#### [DESCRIPTION OF THE TASK]
Using the listing below, select the lines with the word "matches" and copy them.

··· EXTRACTED RECORDS ···

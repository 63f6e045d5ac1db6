//! Tutor engine: the four session operations over the dispatcher.
//!
//! The engine binds a [`Session`] state machine to a shared
//! [`Dispatcher`] and implements the submit semantics: guard checks,
//! warning turns, reply assembly, and the configured clearing policy.
//! It is the whole surface a presentation layer needs - `start`,
//! `stop`, `toggle_option`, `submit`, plus the read-only transcript on
//! the session itself.

use crate::dispatch::{Dispatcher, TransformResult};
use crate::error::{LingoError, Result};
use crate::option::OptionId;
use crate::session::{Session, Turn};
use std::sync::Arc;

/// What happens to a session after a completed dispatch.
///
/// The observed bot variants disagree here, so the policy is explicit
/// configuration rather than inferred behavior.
#[derive(Debug, Clone, Copy, PartialEq, Eq, Default)]
pub enum ClearingPolicy {
    /// Leave `started` and the option selection untouched; the user can
    /// submit further sentences against the same selection.
    #[default]
    Rechattable,
    /// Reset the selection and the started flag after one completed
    /// dispatch, forcing a fresh start for the next sentence.
    OneShot,
}

/// Outcome of a submit operation.
#[derive(Debug, Clone, PartialEq, Eq)]
pub enum SubmitOutcome {
    /// A dispatch completed; the assembled reply was appended as a bot turn.
    Reply(String),
    /// A recoverable warning was appended as a bot turn; the session
    /// remains active and no transform was invoked.
    Warning(String),
}

impl SubmitOutcome {
    /// The text shown to the user in either case.
    pub fn text(&self) -> &str {
        match self {
            Self::Reply(text) | Self::Warning(text) => text,
        }
    }
}

/// Drives sessions through the dispatch pipeline.
pub struct TutorEngine {
    dispatcher: Arc<Dispatcher>,
    clearing_policy: ClearingPolicy,
}

impl TutorEngine {
    /// Creates an engine over a shared dispatcher with the default
    /// (rechattable) clearing policy.
    pub fn new(dispatcher: Arc<Dispatcher>) -> Self {
        Self {
            dispatcher,
            clearing_policy: ClearingPolicy::default(),
        }
    }

    /// Overrides the clearing policy.
    pub fn with_clearing_policy(mut self, policy: ClearingPolicy) -> Self {
        self.clearing_policy = policy;
        self
    }

    /// Returns the dispatcher this engine drives.
    pub fn dispatcher(&self) -> &Arc<Dispatcher> {
        &self.dispatcher
    }

    /// Starts (or restarts) a session, clearing selections and transcript.
    pub fn start(&self, session: &mut Session) {
        session.start();
        tracing::debug!("[TutorEngine] session {} started", session.id);
    }

    /// Stops a session, retaining the transcript.
    pub fn stop(&self, session: &mut Session) {
        session.stop();
        tracing::debug!("[TutorEngine] session {} stopped", session.id);
    }

    /// Toggles an option on a started session.
    ///
    /// # Returns
    ///
    /// `true` if the option is selected after the toggle.
    ///
    /// # Errors
    ///
    /// - [`LingoError::SessionNotStarted`] if the session is not started
    /// - [`LingoError::UnknownOption`] if the option is outside this
    ///   deployment's registry
    pub fn toggle_option(&self, session: &mut Session, id: OptionId) -> Result<bool> {
        self.dispatcher.registry().validate(id)?;
        session.toggle_option(id)
    }

    /// Submits one sentence against the session's accumulated selection.
    ///
    /// Appends the user turn, runs the dispatcher, appends the assembled
    /// reply as a bot turn, and applies the clearing policy. With an
    /// empty selection the dispatcher is never invoked and a warning
    /// turn is appended instead; the session stays active.
    ///
    /// # Errors
    ///
    /// - [`LingoError::SessionNotStarted`] if the session is not started
    ///   (no state is mutated)
    /// - [`LingoError::EmptyInput`] if the sentence is empty or
    ///   whitespace-only (no state is mutated)
    pub async fn submit(&self, session: &mut Session, sentence: &str) -> Result<SubmitOutcome> {
        if !session.started {
            return Err(LingoError::SessionNotStarted);
        }
        let sentence = sentence.trim();
        if sentence.is_empty() {
            return Err(LingoError::EmptyInput);
        }

        session.push_turn(Turn::user(sentence));

        if session.selected_options.is_empty() {
            let warning = LingoError::NoOptionSelected.to_string();
            session.push_turn(Turn::bot(warning.clone()));
            return Ok(SubmitOutcome::Warning(warning));
        }

        session.pending_input = Some(sentence.to_string());
        let options = session.selected_options.clone();
        let sections = self.dispatcher.dispatch(sentence, &options).await?;
        session.pending_input = None;

        let reply = render_reply(sentence, &sections);
        session.push_turn(Turn::bot(reply.clone()));

        if self.clearing_policy == ClearingPolicy::OneShot {
            session.selected_options.clear();
            session.stop();
        }

        Ok(SubmitOutcome::Reply(reply))
    }
}

/// Assembles the reply text: the original sentence first, then one
/// labeled section per transform in dispatcher order.
fn render_reply(sentence: &str, sections: &[TransformResult]) -> String {
    let mut blocks = Vec::with_capacity(sections.len() + 1);
    blocks.push(format!("Original:\n{}", sentence));
    for section in sections {
        blocks.push(format!("{}:\n{}", section.label, section.body));
    }
    blocks.join("\n\n")
}

#[cfg(test)]
mod tests {
    use super::*;
    use crate::option::{OptionRegistry, TransformKind};
    use crate::transform::TextTransform;
    use async_trait::async_trait;
    use std::sync::atomic::{AtomicUsize, Ordering};

    struct TagTransform {
        tag: &'static str,
        calls: Arc<AtomicUsize>,
    }

    #[async_trait]
    impl TextTransform for TagTransform {
        fn description(&self) -> &str {
            self.tag
        }

        async fn apply(&self, text: &str) -> Result<String> {
            self.calls.fetch_add(1, Ordering::SeqCst);
            Ok(format!("{}({})", self.tag, text))
        }
    }

    fn engine(policy: ClearingPolicy) -> (TutorEngine, Arc<AtomicUsize>) {
        let calls = Arc::new(AtomicUsize::new(0));
        let dispatcher = Dispatcher::new(OptionRegistry::full())
            .register(
                TransformKind::Grammar,
                Arc::new(TagTransform {
                    tag: "fixed",
                    calls: calls.clone(),
                }),
            )
            .register(
                TransformKind::TranslateHindi,
                Arc::new(TagTransform {
                    tag: "hi",
                    calls: calls.clone(),
                }),
            );
        let engine = TutorEngine::new(Arc::new(dispatcher)).with_clearing_policy(policy);
        (engine, calls)
    }

    #[tokio::test]
    async fn test_submit_requires_started_session() {
        let (engine, calls) = engine(ClearingPolicy::Rechattable);
        let mut session = Session::new("s1");

        let err = engine.submit(&mut session, "Hello").await.unwrap_err();

        assert_eq!(err, LingoError::SessionNotStarted);
        assert!(session.transcript.is_empty());
        assert_eq!(calls.load(Ordering::SeqCst), 0);
    }

    #[tokio::test]
    async fn test_submit_without_options_warns_and_skips_dispatch() {
        let (engine, calls) = engine(ClearingPolicy::Rechattable);
        let mut session = Session::new("s1");
        engine.start(&mut session);

        let outcome = engine.submit(&mut session, "Hello").await.unwrap();

        assert!(matches!(outcome, SubmitOutcome::Warning(_)));
        assert_eq!(calls.load(Ordering::SeqCst), 0);
        // User turn plus the warning bot turn, session still active
        assert_eq!(session.transcript.len(), 2);
        assert!(session.started);
    }

    #[tokio::test]
    async fn test_submit_full_scenario_corrects_then_translates() {
        let (engine, _) = engine(ClearingPolicy::Rechattable);
        let mut session = Session::new("s1");
        engine.start(&mut session);
        engine
            .toggle_option(&mut session, OptionId::Correction)
            .unwrap();
        engine
            .toggle_option(&mut session, OptionId::TranslateHindi)
            .unwrap();

        let outcome = engine
            .submit(&mut session, "He go to market yesterday.")
            .await
            .unwrap();

        let reply = outcome.text();
        assert!(reply.starts_with("Original:\nHe go to market yesterday."));
        assert!(reply.contains("Corrected:\nfixed(He go to market yesterday.)"));
        // Hindi section translated the corrected sentence, not the raw one
        assert!(reply.contains("Hindi:\nhi(fixed(He go to market yesterday.))"));
        assert_eq!(session.transcript.len(), 2);
    }

    #[tokio::test]
    async fn test_rechattable_policy_keeps_selection() {
        let (engine, _) = engine(ClearingPolicy::Rechattable);
        let mut session = Session::new("s1");
        engine.start(&mut session);
        engine
            .toggle_option(&mut session, OptionId::TranslateHindi)
            .unwrap();

        engine.submit(&mut session, "Hello there.").await.unwrap();

        assert!(session.started);
        assert_eq!(session.selected_options.len(), 1);

        // A second submission reuses the same selection
        let outcome = engine.submit(&mut session, "Good morning.").await.unwrap();
        assert!(matches!(outcome, SubmitOutcome::Reply(_)));
    }

    #[tokio::test]
    async fn test_one_shot_policy_resets_after_dispatch() {
        let (engine, _) = engine(ClearingPolicy::OneShot);
        let mut session = Session::new("s1");
        engine.start(&mut session);
        engine
            .toggle_option(&mut session, OptionId::TranslateHindi)
            .unwrap();

        engine.submit(&mut session, "Hello there.").await.unwrap();

        assert!(!session.started);
        assert!(session.selected_options.is_empty());
        // Transcript survives the reset
        assert_eq!(session.transcript.len(), 2);
    }

    #[tokio::test]
    async fn test_empty_input_mutates_nothing() {
        let (engine, calls) = engine(ClearingPolicy::Rechattable);
        let mut session = Session::new("s1");
        engine.start(&mut session);

        let err = engine.submit(&mut session, "   ").await.unwrap_err();

        assert_eq!(err, LingoError::EmptyInput);
        assert!(session.transcript.is_empty());
        assert_eq!(calls.load(Ordering::SeqCst), 0);
    }

    #[tokio::test]
    async fn test_toggle_rejects_option_outside_registry() {
        let calls = Arc::new(AtomicUsize::new(0));
        let dispatcher =
            Dispatcher::new(OptionRegistry::new([OptionId::Correction])).register(
                TransformKind::Grammar,
                Arc::new(TagTransform {
                    tag: "fixed",
                    calls,
                }),
            );
        let engine = TutorEngine::new(Arc::new(dispatcher));
        let mut session = Session::new("s1");
        engine.start(&mut session);

        let err = engine
            .toggle_option(&mut session, OptionId::TwelveTenses)
            .unwrap_err();

        assert!(matches!(err, LingoError::UnknownOption { .. }));
        assert!(session.selected_options.is_empty());
    }
}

···

#### [REPLY TO THE TASK]
        assert!(matches!(outcome, SubmitOutcome::Warning(_)));
        assert!(matches!(outcome, SubmitOutcome::Reply(_)));
        assert!(matches!(err, LingoError::UnknownOption { .. }));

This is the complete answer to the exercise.